The ridge that earns its name
One Mans Pass
The summit ridge of Slieve League narrows to a few feet in places, with a 600-metre drop on one side and a steep slope on the other. This is One Mans Pass — named because two people cannot walk it side by side without one of them being very uncomfortable. It is not technically difficult but it is exposed. In wind, it concentrates the mind considerably.
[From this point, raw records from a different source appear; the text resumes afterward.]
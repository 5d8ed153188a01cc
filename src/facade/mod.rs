//! Public entry points: the [`DynamicModels`] context and the schema
//! entities whose lifecycle drives persistence, invalidation,
//! synchronization and type compilation.

pub mod context;
pub mod field_schema;
pub mod model_schema;

pub use context::{DynamicModels, DynamicModelsBuilder};
pub use field_schema::FieldSchema;
pub use model_schema::ModelSchema;
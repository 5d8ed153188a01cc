use super::KeyValueCache;
use crate::core::{DbError, Result, clock};
use chrono::{DateTime, SecondsFormat, Utc};
use log::warn;
use std::sync::Arc;
use std::time::Duration;

/// Last-modified timestamps per model type name.
///
/// This is the only cross-process source of staleness truth: a compiled
/// record type is current while its declared-at stamp is not older than the
/// stamp stored here.
#[derive(Clone)]
pub struct LastModifiedCache {
    backend: Arc<dyn KeyValueCache>,
    key_prefix: String,
    timeout: Duration,
}

impl LastModifiedCache {
    pub fn new(backend: Arc<dyn KeyValueCache>, key_prefix: impl Into<String>, timeout: Duration) -> Self {
        Self {
            backend,
            key_prefix: key_prefix.into(),
            timeout,
        }
    }

    pub fn backend(&self) -> &Arc<dyn KeyValueCache> {
        &self.backend
    }

    pub fn timeout(&self) -> Duration {
        self.timeout
    }

    pub fn cache_key(&self, type_name: &str) -> String {
        format!("{}{}", self.key_prefix, type_name.to_lowercase())
    }

    pub async fn get_last_modified(&self, type_name: &str) -> Result<Option<DateTime<Utc>>> {
        let Some(raw) = self.backend.get(&self.cache_key(type_name)).await? else {
            return Ok(None);
        };
        DateTime::parse_from_rfc3339(&raw)
            .map(|ts| Some(ts.with_timezone(&Utc)))
            .map_err(|e| {
                DbError::CacheUnavailable(format!(
                    "Corrupt last-modified entry for '{}': {}",
                    type_name, e
                ))
            })
    }

    /// Stamps `type_name` as modified now with the configured timeout.
    pub async fn update_last_modified(&self, type_name: &str) -> Result<DateTime<Utc>> {
        let now = clock::now();
        self.update_last_modified_at(type_name, now, self.timeout).await?;
        Ok(now)
    }

    pub async fn update_last_modified_at(
        &self,
        type_name: &str,
        timestamp: DateTime<Utc>,
        timeout: Duration,
    ) -> Result<()> {
        let value = timestamp.to_rfc3339_opts(SecondsFormat::Micros, true);
        self.backend
            .set(&self.cache_key(type_name), value, Some(timeout))
            .await
    }

    pub async fn clear_last_modified(&self, type_name: &str) -> Result<()> {
        self.backend.delete(&self.cache_key(type_name)).await
    }

    /// Whether a type declared at `declared` is still current.
    ///
    /// A missing entry means no invalidation was ever recorded. An
    /// unreachable cache counts as stale.
    pub async fn is_current(&self, type_name: &str, declared: DateTime<Utc>) -> bool {
        match self.get_last_modified(type_name).await {
            Ok(None) => true,
            Ok(Some(last_modified)) => declared >= last_modified,
            Err(err) => {
                warn!(
                    "last-modified lookup failed for '{}', treating compiled type as stale: {}",
                    type_name, err
                );
                false
            }
        }
    }
}

#[cfg(test)]
mod tests {
    use super::*;
    use crate::cache::InMemoryCache;

    fn cache() -> LastModifiedCache {
        LastModifiedCache::new(
            Arc::new(InMemoryCache::new()),
            "test_",
            Duration::from_secs(60),
        )
    }

    #[tokio::test]
    async fn test_get_and_update_last_modified() {
        let cache = cache();
        assert_eq!(cache.get_last_modified("Invoice").await.unwrap(), None);
        let stamped = cache.update_last_modified("Invoice").await.unwrap();
        assert_eq!(cache.get_last_modified("invoice").await.unwrap(), Some(stamped));
    }

    #[tokio::test]
    async fn test_clear_last_modified() {
        let cache = cache();
        cache.update_last_modified("Invoice").await.unwrap();
        cache.clear_last_modified("Invoice").await.unwrap();
        assert_eq!(cache.get_last_modified("Invoice").await.unwrap(), None);
    }

    #[tokio::test]
    async fn test_is_current_compares_stamps() {
        let cache = cache();
        let declared = clock::now();
        assert!(cache.is_current("Invoice", declared).await);
        cache.update_last_modified("Invoice").await.unwrap();
        assert!(!cache.is_current("Invoice", declared).await);
        assert!(cache.is_current("Invoice", clock::now()).await);
    }

    #[test]
    fn test_cache_key_uses_prefix() {
        assert_eq!(cache().cache_key("SimpleModel"), "test_simplemodel");
    }
}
The song before the session
Sean-nós
Sean-nós — literally 'old style' — is an unaccompanied solo singing tradition in Irish that predates the trad session by hundreds of years. It is highly ornamented, deeply personal, and difficult to perform. Teelin and the southwest Donegal Gaeltacht has been a strong area for it. The style is taught, competed, and debated here. Listening to a proper sean-nós performance is not like anything else in Irish music.
A different scale
The Cliffs by Sea
Most visitors walk up from the car park to see the cliffs from above. The boat trips from Teelin pier go the other way — out to sea, then along the cliff face. The scale changes completely from the water. The 601 metres reads differently when you are looking up at it from a small boat in the Atlantic swell. The boats run when the weather allows, which in Donegal is not every day.
The mountain had a purpose before the car park
The Pilgrimage Route
Slieve League has been a pilgrimage site since at least the early medieval period. A ruined oratory and carved stations of the cross exist on the mountain — some of the route has been walked annually for over a thousand years. The modern walking trail follows some of the same ground. Most walkers do not know this.